**EXTRACTED DATA**

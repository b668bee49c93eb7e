//! Policy store configuration

use std::collections::BTreeMap;
use std::path::PathBuf;
use std::time::Duration;

use serde::{Deserialize, Serialize};

/// Where the policy forest lives and how it is written back.
#[derive(Debug, Clone, PartialEq, Eq, Serialize, Deserialize)]
#[serde(default)]
pub struct StoreConfig {
    /// Directory holding the root document and every sub-document
    pub root: PathBuf,
    /// Root document name (`<root>/<name>.json`)
    pub name: String,
    /// Quiescence delay before a dirty forest is written
    #[serde(with = "duration_ms")]
    pub write_delay: Duration,
    /// Named values guards can read with `param("id")`
    pub parameters: BTreeMap<String, String>,
}

impl Default for StoreConfig {
    fn default() -> Self {
        Self {
            root: PathBuf::from("policies"),
            name: "policy".to_owned(),
            write_delay: Duration::from_millis(50), // coalesce bursts of learning
            parameters: BTreeMap::new(),
        }
    }
}

impl StoreConfig {
    /// Default configuration rooted at `root`.
    pub fn new(root: impl Into<PathBuf>) -> Self {
        Self {
            root: root.into(),
            ..Self::default()
        }
    }

    /// Path of the root document.
    pub fn root_file(&self) -> PathBuf {
        self.root.join(format!("{}.json", self.name))
    }
}

/// Helper for serializing Duration as milliseconds
mod duration_ms {
    use std::time::Duration;

    use serde::{Deserialize, Deserializer, Serialize, Serializer};

    pub fn serialize<S>(duration: &Duration, serializer: S) -> Result<S::Ok, S::Error>
    where
        S: Serializer,
    {
        duration.as_millis().serialize(serializer)
    }

    pub fn deserialize<'de, D>(deserializer: D) -> Result<Duration, D::Error>
    where
        D: Deserializer<'de>,
    {
        let ms = u64::deserialize(deserializer)?;
        Ok(Duration::from_millis(ms))
    }
}
// ---------------------------------------------------------------------------
// Object cells
// ---------------------------------------------------------------------------

/// Internal kind of an object, fixed at creation.
#[derive(Debug, Clone, Copy, PartialEq, Eq)]
pub enum ObjectClass {
    /// Plain object
    Ordinary,
    /// Array exotic object
    Array,
    /// Date object
    Date,
    /// Error object
    Error,
    /// String wrapper
    String,
    /// Number wrapper
    Number,
    /// Boolean wrapper
    Boolean,
    /// Callable object
    Function,
    /// Proxy exotic object
    Proxy,
}

#[derive(Clone)]
pub(crate) struct ProxySlot {
    pub(crate) target: ObjectRef,
    pub(crate) handler: Rc<dyn ProxyHandler>,
}

#[derive(Clone)]
pub(crate) enum ObjectKind {
    Ordinary,
    Array,
    Date(f64),
    Error,
    String(String),
    Number(f64),
    Boolean(bool),
    Function(NativeFunction),
    Proxy(ProxySlot),
}

impl ObjectKind {
    fn class(&self) -> ObjectClass {
        match self {
            Self::Ordinary => ObjectClass::Ordinary,
            Self::Array => ObjectClass::Array,
            Self::Date(_) => ObjectClass::Date,
            Self::Error => ObjectClass::Error,
            Self::String(_) => ObjectClass::String,
            Self::Number(_) => ObjectClass::Number,
            Self::Boolean(_) => ObjectClass::Boolean,
            Self::Function(_) => ObjectClass::Function,
            Self::Proxy(_) => ObjectClass::Proxy,
        }
    }
}

struct ObjectState {
    kind: ObjectKind,
    prototype: Option<ObjectRef>,
    extensible: bool,
    properties: Vec<(PropertyKey, PropertyDescriptor)>,
}
//! Airlock CLI - inspect and validate policy forests
//!
//! Usage:
//!   airlock check <root>             Load every document and compile every guard
//!   airlock show <root> [ID]         Print the root document or sub-document ID
//!   airlock manifest <root>          List the manifest

use std::path::PathBuf;

use anyhow::{Context, bail};
use clap::{Args, Parser, Subcommand};
use tracing_subscriber::{EnvFilter, fmt, layer::SubscriberExt, util::SubscriberInitExt};

use airlock::{Policy, PolicyStore, StoreConfig};

/// Airlock - policy forest tooling
#[derive(Parser, Debug)]
#[command(name = "airlock")]
#[command(about = "Inspect and validate Airlock policy forests")]
struct Cli {
    #[command(subcommand)]
    command: Command,
}

#[derive(Subcommand, Debug)]
enum Command {
    /// Load the forest and compile every guard
    Check(ForestArgs),
    /// Print a policy document as JSON
    Show {
        #[command(flatten)]
        forest: ForestArgs,
        /// Sub-document id; the root document when omitted
        id: Option<String>,
    },
    /// List manifest entries as `id -> file`
    Manifest(ForestArgs),
}

#[derive(Args, Debug)]
struct ForestArgs {
    /// Directory holding the policy forest
    root: PathBuf,
    /// Root document name
    #[arg(long, default_value = "policy")]
    name: String,
}

impl ForestArgs {
    /// Open an existing forest. Never creates one.
    fn open(&self) -> anyhow::Result<PolicyStore> {
        let config = StoreConfig {
            root: self.root.clone(),
            name: self.name.clone(),
            ..StoreConfig::default()
        };
        let root_file = config.root_file();
        if !root_file.is_file() {
            bail!("no policy forest at {}", root_file.display());
        }
        let store = PolicyStore::open(&config)
            .with_context(|| format!("failed to load policy forest at {}", self.root.display()))?;
        Ok(store)
    }
}

fn check(args: &ForestArgs) -> anyhow::Result<String> {
    let store = args.open()?;
    let documents = store.ids().len();
    let policy = Policy::new(store);
    // Realm values are not Send; keep only the message.
    let guards = policy.check_guards().map_err(|e| anyhow::anyhow!("{e}"))?;
    Ok(format!("ok: {documents} documents, {guards} guards"))
}

fn show(args: &ForestArgs, id: Option<&str>) -> anyhow::Result<String> {
    let store = args.open()?;
    let text = match id {
        Some(id) => {
            let document = store
                .document(id)
                .with_context(|| format!("no policy document {id}"))?;
            serde_json::to_string_pretty(&document)?
        }
        None => serde_json::to_string_pretty(&store.root())?,
    };
    Ok(text)
}

fn manifest(args: &ForestArgs) -> anyhow::Result<String> {
    let store = args.open()?;
    let lines: Vec<String> = store
        .root()
        .manifest
        .iter()
        .map(|(id, file)| format!("{id} -> {file}"))
        .collect();
    Ok(lines.join("\n"))
}

fn main() -> anyhow::Result<()> {
    tracing_subscriber::registry()
        .with(fmt::layer().with_writer(std::io::stderr))
        .with(EnvFilter::from_default_env().add_directive(tracing::Level::INFO.into()))
        .init();

    let cli = Cli::parse();
    let output = match &cli.command {
        Command::Check(args) => check(args)?,
        Command::Show { forest, id } => show(forest, id.as_deref())?,
        Command::Manifest(args) => manifest(args)?,
    };
    if !output.is_empty() {
        println!("{output}");
    }
    Ok(())
}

**YOUR OBJECTIVE**
Only those lines of the entries above that run from the line containing "document when omitted" to the line containing "let output = match", both included, should be transcribed exactly.

**RESPONSE**
        /// Sub-document id; the root document when omitted
        id: Option<String>,
    },
    /// List manifest entries as `id -> file`
    Manifest(ForestArgs),
}

#[derive(Args, Debug)]
struct ForestArgs {
    /// Directory holding the policy forest
    root: PathBuf,
    /// Root document name
    #[arg(long, default_value = "policy")]
    name: String,
}

impl ForestArgs {
    /// Open an existing forest. Never creates one.
    fn open(&self) -> anyhow::Result<PolicyStore> {
        let config = StoreConfig {
            root: self.root.clone(),
            name: self.name.clone(),
            ..StoreConfig::default()
        };
        let root_file = config.root_file();
        if !root_file.is_file() {
            bail!("no policy forest at {}", root_file.display());
        }
        let store = PolicyStore::open(&config)
            .with_context(|| format!("failed to load policy forest at {}", self.root.display()))?;
        Ok(store)
    }
}

fn check(args: &ForestArgs) -> anyhow::Result<String> {
    let store = args.open()?;
    let documents = store.ids().len();
    let policy = Policy::new(store);
    // Realm values are not Send; keep only the message.
    let guards = policy.check_guards().map_err(|e| anyhow::anyhow!("{e}"))?;
    Ok(format!("ok: {documents} documents, {guards} guards"))
}

fn show(args: &ForestArgs, id: Option<&str>) -> anyhow::Result<String> {
    let store = args.open()?;
    let text = match id {
        Some(id) => {
            let document = store
                .document(id)
                .with_context(|| format!("no policy document {id}"))?;
            serde_json::to_string_pretty(&document)?
        }
        None => serde_json::to_string_pretty(&store.root())?,
    };
    Ok(text)
}

fn manifest(args: &ForestArgs) -> anyhow::Result<String> {
    let store = args.open()?;
    let lines: Vec<String> = store
        .root()
        .manifest
        .iter()
        .map(|(id, file)| format!("{id} -> {file}"))
        .collect();
    Ok(lines.join("\n"))
}

fn main() -> anyhow::Result<()> {
    tracing_subscriber::registry()
        .with(fmt::layer().with_writer(std::io::stderr))
        .with(EnvFilter::from_default_env().add_directive(tracing::Level::INFO.into()))
        .init();

    let cli = Cli::parse();
    let output = match &cli.command {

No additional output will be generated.